I am able to clean all projects in directory by subsequent calling of 'ant clean' in all subdirectories:

def clean
    in_dirs_with 'build.xml' do
        system 'ant clean'
    end
end
I was really nicely surprised seeing how nice and readable those simple tasks could be. I added a few more:
def update
    in_dirs_with '.svn' do
        system 'svn up'
    end
end

def eclipse
    in_dirs_with '.classpath' do
        system 'ant eclipse'
    end
end

All magic is hidden in following method:
	def in_dirs_with(guard)
		Dir['*'].each do |dir|
			if File.exist?("#{dir}/#{guard}")
				puts "Processing #{dir}..."		
				Dir.chdir(dir) do
					raise Exception.new($?) unless yield
				end
			end
		end
	end
OK, less annoying things are handled, now I can get to fixing problems with Idea. I am not going to show any code for that, it is bigger, but I will describe what I have done:
  • script finds all generated .classpath and replaces jar dependencies with known sources (fixed refactoring and debugging problems)
  • script finds all .eml files (Idea keeps here information what .classpath belongs to module and what is missing in .classpath but Idea needs it). Script modifies it by stating which directories are tests and which directories to exclude from project.
With these two scripts my life is wonderful again (as it was before I joined this huge project with build system optimized for Eclipse). Idea responds immediately and I can refactor as no of my colleagues can :-) (well, they could use the one wiring modules together, because it modifies only .classpath, but they would need to install Ruby first).

Apart from that I have created small DSL that helps me to perform merges (merging multiple modules in Idea is rather annoying), but I needed it only twice. Example how merging file might look like follows:

Merger.new.
	from_revision(12305).
	from_branch('http://server/svn/branches/mybranch').
	to_branch('http://server/svn/branches/head').

	add_new('new_module').
	add_new('other_new_module').

	merge('changed_module1').
	merge('changed_module2')
end
If I tried to do it in Idea (similarly in Eclipse) I would need to state revisions and branches for every module that needs to be merged.
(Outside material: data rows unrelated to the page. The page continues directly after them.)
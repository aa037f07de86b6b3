use std::panic::{self, AssertUnwindSafe};
use std::sync::atomic::{AtomicBool, AtomicU64, Ordering};
use std::sync::mpsc::{self, Receiver, RecvTimeoutError, SyncSender, TrySendError};
use std::sync::{Arc, Mutex};
use std::time::Duration;

use thiserror::Error;
use tracing::{debug, info, warn};

use crate::modules::clock::Clock;
use crate::modules::config::SimConfig;
use crate::modules::limiter::{RateLimiter, ResponseCache};
use crate::modules::llm::{GenerateError, TextGenerator};
use crate::modules::lock;
use crate::modules::prompt::redact;
use crate::modules::registry::PendingRegistry;
use crate::modules::task::{GenerationRequest, TaskId};

#[derive(Debug, Clone, PartialEq, Eq, Error)]
pub enum Refusal {
    #[error("{agent} is cooling down; retry in {}s", .retry_after.as_secs().max(1))]
    Cooldown { agent: String, retry_after: Duration },
    #[error("request queue is full")]
    QueueFull { retry_after: Duration },
    #[error("request worker has stopped")]
    Closed,
}

impl Refusal {
    pub fn retry_after(&self) -> Option<Duration> {
        match self {
            Refusal::Cooldown { retry_after, .. } | Refusal::QueueFull { retry_after } => {
                Some(*retry_after)
            }
            Refusal::Closed => None,
        }
    }
}

#[derive(Debug)]
pub struct QueuedTask {
    pub task_id: TaskId,
    pub request: GenerationRequest,
}

/// Submission side of the request pipeline. Cheap to clone; every clone
/// shares one rate limiter and one bounded channel.
#[derive(Clone)]
pub struct RequestQueue {
    sender: SyncSender<QueuedTask>,
    limiter: Arc<Mutex<RateLimiter>>,
    clock: Arc<dyn Clock>,
    sequence: Arc<AtomicU64>,
    full_retry: Duration,
}

impl RequestQueue {
    /// Enqueues `request` unless its agent is cooling down or the queue is
    /// full. A refused request leaves nothing behind in the queue.
    pub fn submit(&self, request: GenerationRequest) -> Result<TaskId, Refusal> {
        let now = self.clock.elapsed();
        lock(&self.limiter)
            .allow(&request.agent, now)
            .map_err(|retry_after| Refusal::Cooldown {
                agent: request.agent.clone(),
                retry_after,
            })?;

        let sequence = self.sequence.fetch_add(1, Ordering::Relaxed) + 1;
        let task_id = TaskId::generate(request.kind, &request.agent, sequence);
        let queued = QueuedTask {
            task_id: task_id.clone(),
            request,
        };
        match self.sender.try_send(queued) {
            Ok(()) => {
                debug!(task = %task_id, "request queued");
                Ok(task_id)
            }
            Err(TrySendError::Full(_)) => Err(Refusal::QueueFull {
                retry_after: self.full_retry,
            }),
            Err(TrySendError::Disconnected(_)) => Err(Refusal::Closed),
        }
    }
}

/// Drains the queue one request at a time: cache, generate, redact, publish.
/// Failures publish the request's scripted fallback so a result always appears.
pub struct Worker {
    receiver: Receiver<QueuedTask>,
    cache: ResponseCache,
    generator: Arc<dyn TextGenerator>,
    registry: Arc<PendingRegistry>,
    clock: Arc<dyn Clock>,
    redacted_terms: Vec<String>,
    poll: Duration,
    throttle: Duration,
    external_calls: u64,
}

/// Wires a queue to its worker.
pub fn request_pipeline(
    config: &SimConfig,
    clock: Arc<dyn Clock>,
    generator: Arc<dyn TextGenerator>,
    registry: Arc<PendingRegistry>,
) -> (RequestQueue, Worker) {
    let (sender, receiver) = mpsc::sync_channel(config.queue_capacity);
    let queue = RequestQueue {
        sender,
        limiter: Arc::new(Mutex::new(RateLimiter::new(config.request_cooldown()))),
        clock: Arc::clone(&clock),
        sequence: Arc::new(AtomicU64::new(0)),
        full_retry: config.worker_throttle().max(Duration::from_secs(1)),
    };
    let worker = Worker {
        receiver,
        cache: ResponseCache::new(config.cache_ttl()),
        generator,
        registry,
        clock,
        redacted_terms: config.redacted_terms.clone(),
        poll: config.worker_poll(),
        throttle: config.worker_throttle(),
        external_calls: 0,
    };
    (queue, worker)
}

impl Worker {
    /// Processes requests until `running` is cleared or every queue handle is dropped.
    pub fn run(mut self, running: Arc<AtomicBool>) {
        info!("request worker started");
        while running.load(Ordering::Acquire) {
            match self.receiver.recv_timeout(self.poll) {
                Ok(task) => {
                    self.process(task);
                    self.clock.sleep(self.throttle);
                }
                Err(RecvTimeoutError::Timeout) => continue,
                Err(RecvTimeoutError::Disconnected) => break,
            }
        }
        info!(external_calls = self.external_calls, "request worker stopped");
    }

    /// Handles at most one queued request, waiting up to `wait` for it.
    pub fn process_next(&mut self, wait: Duration) -> bool {
        match self.receiver.recv_timeout(wait) {
            Ok(task) => {
                self.process(task);
                true
            }
            Err(_) => false,
        }
    }

    pub fn external_calls(&self) -> u64 {
        self.external_calls
    }

    fn process(&mut self, task: QueuedTask) {
        let QueuedTask { task_id, request } = task;
        let now = self.clock.elapsed();

        let cached = if request.kind.cacheable() {
            self.cache.get(&request.cache_key, now)
        } else {
            None
        };

        let text = match cached {
            Some(text) => {
                debug!(task = %task_id, "served from cache");
                text
            }
            None => match self.generate(&request) {
                Ok(text) => {
                    if request.kind.cacheable() {
                        self.cache.put(request.cache_key.clone(), text.clone(), now);
                    }
                    text
                }
                Err(err) => {
                    warn!(task = %task_id, kind = %request.kind, error = %err, "generation failed; using scripted text");
                    request.fallback.clone()
                }
            },
        };

        self.registry.publish(task_id, text, self.clock.elapsed());
    }

    fn generate(&mut self, request: &GenerationRequest) -> Result<String, GenerateError> {
        self.external_calls += 1;
        let generator = Arc::clone(&self.generator);
        let outcome = panic::catch_unwind(AssertUnwindSafe(|| generator.generate(&request.params)))
            .unwrap_or_else(|_| Err(GenerateError::Provider("generator panicked".into())))?;

        let cleaned = redact(outcome.trim(), &self.redacted_terms);
        if cleaned.trim().is_empty() {
            return Err(GenerateError::Provider("empty completion".into()));
        }
        Ok(cleaned)
    }
}

#[cfg(test)]
mod tests {
    use super::*;
    use crate::modules::clock::ManualClock;
    use crate::modules::limiter::CacheKey;
    use crate::modules::llm::GenerationParams;
    use crate::modules::task::RequestKind;
    use std::sync::atomic::AtomicUsize;

    struct Counting {
        calls: AtomicUsize,
        reply: Result<String, GenerateError>,
    }

    impl TextGenerator for Counting {
        fn generate(&self, _params: &GenerationParams) -> Result<String, GenerateError> {
            self.calls.fetch_add(1, Ordering::SeqCst);
            self.reply.clone()
        }
    }

    fn request(kind: RequestKind, agent: &str, partner: &str) -> GenerationRequest {
        GenerationRequest {
            kind,
            agent: agent.to_string(),
            cache_key: CacheKey::pair(agent, partner, kind),
            params: GenerationParams {
                system_prompt: "sys".into(),
                user_input: "hi".into(),
                temperature: 0.9,
                max_tokens: 50,
            },
            fallback: format!("scripted for {partner}"),
        }
    }

    fn pipeline(
        reply: Result<String, GenerateError>,
        config: SimConfig,
    ) -> (RequestQueue, Worker, Arc<PendingRegistry>, Arc<ManualClock>, Arc<Counting>) {
        let clock = Arc::new(ManualClock::starting_now());
        let generator = Arc::new(Counting {
            calls: AtomicUsize::new(0),
            reply,
        });
        let registry = Arc::new(PendingRegistry::new());
        let (queue, worker) = request_pipeline(
            &config,
            clock.clone(),
            generator.clone(),
            Arc::clone(&registry),
        );
        (queue, worker, registry, clock, generator)
    }

    #[test]
    fn refused_submission_enqueues_nothing() {
        let (queue, mut worker, _, _, _) = pipeline(Ok("hey".into()), SimConfig::default());

        queue.submit(request(RequestKind::FirstMessage, "a", "b")).unwrap();
        let refusal = queue
            .submit(request(RequestKind::Reflection, "a", "a"))
            .unwrap_err();
        assert!(matches!(refusal, Refusal::Cooldown { ref agent, .. } if agent == "a"));
        assert_eq!(refusal.retry_after(), Some(Duration::from_secs(60)));

        assert!(worker.process_next(Duration::ZERO));
        assert!(!worker.process_next(Duration::ZERO));
    }

    #[test]
    fn cache_hit_skips_the_generator() {
        let (queue, mut worker, registry, clock, generator) =
            pipeline(Ok("Hello there".into()), SimConfig::default());

        let first = queue.submit(request(RequestKind::FirstMessage, "a", "b")).unwrap();
        worker.process_next(Duration::ZERO);
        clock.advance(Duration::from_secs(1));
        let second = queue.submit(request(RequestKind::FirstMessage, "b", "a")).unwrap();
        worker.process_next(Duration::ZERO);

        assert_eq!(generator.calls.load(Ordering::SeqCst), 1);
        assert_eq!(worker.external_calls(), 1);
        assert_eq!(registry.poll(&first, Duration::ZERO), Some("Hello there".into()));
        assert_eq!(registry.poll(&second, Duration::ZERO), Some("Hello there".into()));
    }

    #[test]
    fn human_replies_bypass_the_cache() {
        let (queue, mut worker, _, _, generator) = pipeline(Ok("hi human".into()), SimConfig::default());

        queue.submit(request(RequestKind::HumanResponse, "a", "alice")).unwrap();
        worker.process_next(Duration::ZERO);
        queue.submit(request(RequestKind::HumanResponse, "b", "alice")).unwrap();
        worker.process_next(Duration::ZERO);

        assert_eq!(generator.calls.load(Ordering::SeqCst), 2);
    }

    #[test]
    fn failure_publishes_the_fallback() {
        let (queue, mut worker, registry, _, _) = pipeline(
            Err(GenerateError::Unavailable("offline".into())),
            SimConfig::default(),
        );

        let id = queue.submit(request(RequestKind::Response, "a", "b")).unwrap();
        worker.process_next(Duration::ZERO);
        assert_eq!(registry.poll(&id, Duration::ZERO), Some("scripted for b".into()));
    }

    #[test]
    fn generated_text_is_redacted() {
        let (queue, mut worker, registry, _, _) =
            pipeline(Ok("  Let's talk about Drugs  ".into()), SimConfig::default());

        let id = queue.submit(request(RequestKind::Reflection, "a", "a")).unwrap();
        worker.process_next(Duration::ZERO);
        assert_eq!(
            registry.poll(&id, Duration::ZERO),
            Some("Let's talk about [redacted]".into())
        );
    }

    #[test]
    fn full_queue_is_refused() {
        let config = SimConfig {
            queue_capacity: 1,
            ..SimConfig::default()
        };
        let (queue, _worker, _, _, _) = pipeline(Ok("x".into()), config);

        queue.submit(request(RequestKind::FirstMessage, "a", "b")).unwrap();
        let refusal = queue
            .submit(request(RequestKind::FirstMessage, "c", "d"))
            .unwrap_err();
        assert!(matches!(refusal, Refusal::QueueFull { .. }));
    }
}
Small script helped enormously with 10 modules I was merging last time. (Note: add_new is for adding module that was created in mybranch so it cannot be merged directly to head, at least I am not aware of directly working solution).

Doing these things is called yak shaving and considered problematic, but I have to say, my yak is shaved very well now and I guess time invested has been paid off for some time already.